Phillipa spends the next few weeks poring over their lab books and publications. It’s strange, almost, to read their notes, feel their excitement. This is the closest she’s felt to her parents in her entire life.

She digs through years of work in days, reading until her eyes are practically glued shut, hungry for answers, for a way to understand why both of her parents chose this over their own children.

And then, she finds it.

 _How many levels can exist in a dream?_ the page starts. It’s written in her father’s blocky letters. _We went so deep that we lost count. We built for years, until our bodies withered and we grew old. We were down there for so long that Mal forgot we were dreaming._

Then, underneath, in her mother’s elegant script:

_How do you know if you’re trapped in your own dream?_

*

She buys the plane ticket before she can talk herself out of it. She packs just enough to get her through the journey, then calls James to tell him where she’s going.

“Are you sure about this, sis?” he asks.

“No,” she admits. “But I need to find out.”

Her house looks exactly the same as she remembers it. She reaches for her totem, remembering the test run with Arthur, and the impossible architecture waiting inside. 

Already, the totem is becoming her life line, even though she knows it’s an imperfect solution.

She rings the bell even though she has a key.
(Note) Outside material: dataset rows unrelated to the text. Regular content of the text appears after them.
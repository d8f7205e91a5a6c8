//! View-model of the two steps signup wizard.
//!
//! It owns what the user typed, the errors to display next to each field, the current step
//! and the state of the submission. It has no knowledge of the UI toolkit: the application
//! feeds it the user actions and renders what it exposes.

use tracing::{info, warn};

use crate::{
    client::Registration,
    draft::{DraftStore, SignupDraft},
    flow::{Notice, Outcome},
    validation::{ContactForm, CredentialsForm, Field, FieldErrors, COUPON_REQUIRED},
};

pub const DRAFT_UNAVAILABLE: &str =
    "Could not retrieve form data. Please restart the signup and try again.";
pub const DRAFT_NOT_SAVED: &str =
    "Your details could not be saved locally, please do not close the application.";

#[derive(Debug, Clone, Copy, PartialEq, Eq)]
pub enum Step {
    Contact,
    Credentials,
    Registered,
}

#[derive(Debug, Clone, Copy, PartialEq, Eq)]
pub enum SubmitPhase {
    Editing,
    Verifying,
    Succeeded,
    Failed,
}

impl SubmitPhase {
    pub fn is_verifying(&self) -> bool {
        matches!(self, Self::Verifying)
    }

    pub fn submit_label(&self) -> &'static str {
        if self.is_verifying() {
            "Verifying..."
        } else {
            "Submit"
        }
    }
}

#[derive(Debug, Clone)]
pub struct SignupForm {
    contact: ContactForm,
    credentials: CredentialsForm,
    errors: FieldErrors,
    step: Step,
    phase: SubmitPhase,
}

impl Default for SignupForm {
    fn default() -> Self {
        Self::new()
    }
}

impl SignupForm {
    pub fn new() -> Self {
        Self {
            contact: ContactForm::default(),
            credentials: CredentialsForm::default(),
            errors: FieldErrors::default(),
            step: Step::Contact,
            phase: SubmitPhase::Editing,
        }
    }

    /// Fills the contact step with a draft left by a previous session.
    pub fn restore(&mut self, draft: &SignupDraft) {
        self.contact = ContactForm {
            first_name: draft.first_name.clone(),
            last_name: draft.last_name.clone(),
            phone: draft.phone.clone(),
            email: draft.email.clone(),
        };
    }

    pub fn step(&self) -> Step {
        self.step
    }

    pub fn phase(&self) -> SubmitPhase {
        self.phase
    }

    pub fn errors(&self) -> &FieldErrors {
        &self.errors
    }

    pub fn error(&self, field: Field) -> Option<&'static str> {
        self.errors.get(field)
    }

    pub fn value(&self, field: Field) -> &str {
        match field {
            Field::FirstName => &self.contact.first_name,
            Field::LastName => &self.contact.last_name,
            Field::Phone => &self.contact.phone,
            Field::Email => &self.contact.email,
            Field::Password => &self.credentials.password,
            Field::ConfirmPassword => &self.credentials.confirm_password,
            Field::Coupon => &self.credentials.coupon,
        }
    }

    pub fn edit(&mut self, field: Field, value: String) {
        // Fields are locked while the registration is pending or done.
        if self.phase.is_verifying() || self.step == Step::Registered {
            return;
        }
        match field {
            Field::FirstName => self.contact.first_name = value,
            Field::LastName => self.contact.last_name = value,
            Field::Phone => self.contact.phone = value,
            Field::Email => self.contact.email = value,
            Field::Password => self.credentials.password = value,
            Field::ConfirmPassword => self.credentials.confirm_password = value,
            Field::Coupon => self.credentials.coupon = value,
        }
    }

    /// Validates the contact step, moves to the credentials step and persists the draft.
    /// Returns a notice if the draft could not be persisted.
    pub fn proceed(&mut self, store: &DraftStore) -> Option<Notice> {
        if self.step != Step::Contact {
            return None;
        }
        self.errors.clear(&Field::CONTACT);
        let details = match self.contact.validate() {
            Ok(details) => details,
            Err(errors) => {
                self.errors.merge(errors);
                return None;
            }
        };

        self.step = Step::Credentials;
        let draft = SignupDraft::from(details);
        match store.save(&draft) {
            Ok(()) => None,
            Err(e) => {
                warn!("{}", e);
                Some(Notice::warning(DRAFT_NOT_SAVED))
            }
        }
    }

    /// Back to the contact step, what was typed in the credentials step is kept.
    pub fn back(&mut self) {
        if self.step == Step::Credentials && !self.phase.is_verifying() {
            self.step = Step::Contact;
        }
    }

    /// Checks the credentials step and builds the registration out of the persisted draft.
    ///
    /// On success the form is `Verifying` until [`SignupForm::finish_submit`] is called. On
    /// failure nothing must be sent; the error holds the notice to show, if any beyond the
    /// inline field errors.
    pub fn begin_submit(&mut self, store: &DraftStore) -> Result<Registration, Option<Notice>> {
        if self.step != Step::Credentials || self.phase.is_verifying() {
            return Err(None);
        }
        self.errors.clear(&Field::CREDENTIALS);
        let credentials = match self.credentials.validate() {
            Ok(credentials) => credentials,
            Err(rejection) => {
                self.errors.merge(rejection.errors);
                return Err(rejection
                    .coupon_missing
                    .then(|| Notice::warning(COUPON_REQUIRED)));
            }
        };

        let mut draft = match store.load() {
            Ok(Some(draft)) => draft,
            Ok(None) => {
                warn!("No signup draft found in {}", store.path().display());
                return Err(Some(Notice::error(DRAFT_UNAVAILABLE)));
            }
            Err(e) => {
                warn!("{}", e);
                return Err(Some(Notice::error(DRAFT_UNAVAILABLE)));
            }
        };
        draft.merge_credentials(credentials);

        match Registration::try_from(draft) {
            Ok(registration) => {
                self.phase = SubmitPhase::Verifying;
                Ok(registration)
            }
            Err(_) => Err(Some(Notice::error(DRAFT_UNAVAILABLE))),
        }
    }

    /// Leaves the `Verifying` phase whatever the outcome.
    pub fn finish_submit(&mut self, outcome: &Outcome) -> Notice {
        match outcome {
            Outcome::Registered => {
                info!("Signup completed");
                self.phase = SubmitPhase::Succeeded;
                self.step = Step::Registered;
                self.credentials = CredentialsForm::default();
            }
            _ => {
                self.phase = SubmitPhase::Failed;
            }
        }
        outcome.notice()
    }
}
She hears footsteps, then the lock clicks, and the door opens.

Her father has aged in the years she’s been gone, the lines in his face growing more pronounced. But there’s a quietness to him that she’s never seen before, a patience where there used to be hunger.

“Phillipa,” he says, voice cracking. “Is it really you?”
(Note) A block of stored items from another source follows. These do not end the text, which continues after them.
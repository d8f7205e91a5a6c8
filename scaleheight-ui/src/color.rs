use iced::Color;
pub const BLACK: Color = iced::Color::BLACK;
pub const TRANSPARENT: Color = iced::Color::TRANSPARENT;
pub const LIGHT_BLACK: Color = Color::from_rgb(
    0x14 as f32 / 255.0,
    0x14 as f32 / 255.0,
    0x14 as f32 / 255.0,
);
pub const GREY_7: Color = Color::from_rgb(
    0x3F as f32 / 255.0,
    0x3F as f32 / 255.0,
    0x3F as f32 / 255.0,
);
pub const GREY_6: Color = Color::from_rgb(
    0x20 as f32 / 255.0,
    0x20 as f32 / 255.0,
    0x20 as f32 / 255.0,
);
pub const GREY_4: Color = Color::from_rgb(
    0x42 as f32 / 255.0,
    0x42 as f32 / 255.0,
    0x42 as f32 / 255.0,
);
pub const GREY_3: Color = Color::from_rgb(
    0x71 as f32 / 255.0,
    0x71 as f32 / 255.0,
    0x71 as f32 / 255.0,
);
pub const GREY_2: Color = Color::from_rgb(
    0xCC as f32 / 255.0,
    0xCC as f32 / 255.0,
    0xCC as f32 / 255.0,
);
pub const WHITE: Color = iced::Color::WHITE;
/// ScaleHeight brand blue.
pub const BLUE: Color = Color::from_rgb(
    0x1E as f32 / 255.0,
    0x6F as f32 / 255.0,
    0xFF as f32 / 255.0,
);
pub const LIGHT_BLUE: Color = Color::from_rgb(
    0x5C as f32 / 255.0,
    0x97 as f32 / 255.0,
    0xFF as f32 / 255.0,
);
pub const GREEN: Color = Color::from_rgb(
    0x00 as f32 / 255.0,
    0xC8 as f32 / 255.0,
    0x53 as f32 / 255.0,
);
pub const RED: Color = Color::from_rgb(
    0xE2 as f32 / 255.0,
    0x4E as f32 / 255.0,
    0x1B as f32 / 255.0,
);
pub const ORANGE: Color = Color::from_rgb(
    0xFF as f32 / 255.0,
    0xa7 as f32 / 255.0,
    0x00 as f32 / 255.0,
);

/// Same color with the given alpha, used to fade the overlays.
pub fn with_alpha(color: Color, a: f32) -> Color {
    Color {
        a: a.clamp(0.0, 1.0),
        ..color
    }
}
“Hi, dad,” she says, and he pulls her into a hug.

*

He takes her bag and brings her inside, talking a mile a minute. He’s redecorated a little, but the small touches her mother had made are still there, unchanged.

“I left your room the same,” he says. “It’s probably weird now, but I didn’t want to lose that part of you.”

He puts her bag in her room and walks her through the rest of the house. He talks about teaching and empty nest-ing and dreaming. Natural dreams, not somnacin-induced ones.

He tells her that James is running dreamshare jobs with Arthur now. He asks her if she’s been in touch with him, if she knows what role he’s taking on. He asks her if she’s gone under before. If she understands now how magical it is. How life-changing.

He asks her if she loves it as much as he does. 

They end up on the porch, and he finally pauses to take a breath, and Phillipa says, “I came here to ask about my mother.”

Her father stops short then sits abruptly. “O-okay,” he says. “What did you want to know?”

“I’m working under Dr. Rollins,” she says, and her father twitches. “He has all your research still. Yours and mom’s. I know you invented totems, and I know you know that they’re not perfect. I want to do my thesis on ways for the dreamer to know if they’re trapped in their own dream.”

Her father inhales slowly.

“In your notes, you said you both went so deep you forgot you were dreaming. After you woke up, my mother was never the same. What happened down there? How did she remember?”

And her father rubs his hands on his pants and closes his eyes and says, “She didn’t.”

*

He spins her a tale about a place called limbo, where there’s no gap between thought and creation. A place so far down that minutes equal decades, that still holds the crumbling remnants of the city he and Mal created years ago.

He talks about how they built from memory, how it made it easier to forget they were dreaming. How he broke into Mal’s childhood home, and left her totem spinning, spinning, spinning.

“I just wanted to remind her,” he says. “To help her. But when we woke up, she still thought it was a dream.”

“Dad,” Phillipa says, the word foreign on her tongue, “how do you know if you’re trapped in your own dream?”

Dad laughs brokenly. “You don’t. There’s no way. You can’t rely on someone else to tell you, because that person could be a projection you’ve created. You can’t trust your own totem, because in your dream, it can behave however you want. And when you’re in limbo, what you believe becomes reality. Even if you know that, during dreams, your totem behaves one way, if you’re in limbo, and you believe it’s reality, your totem will act to reflect that.”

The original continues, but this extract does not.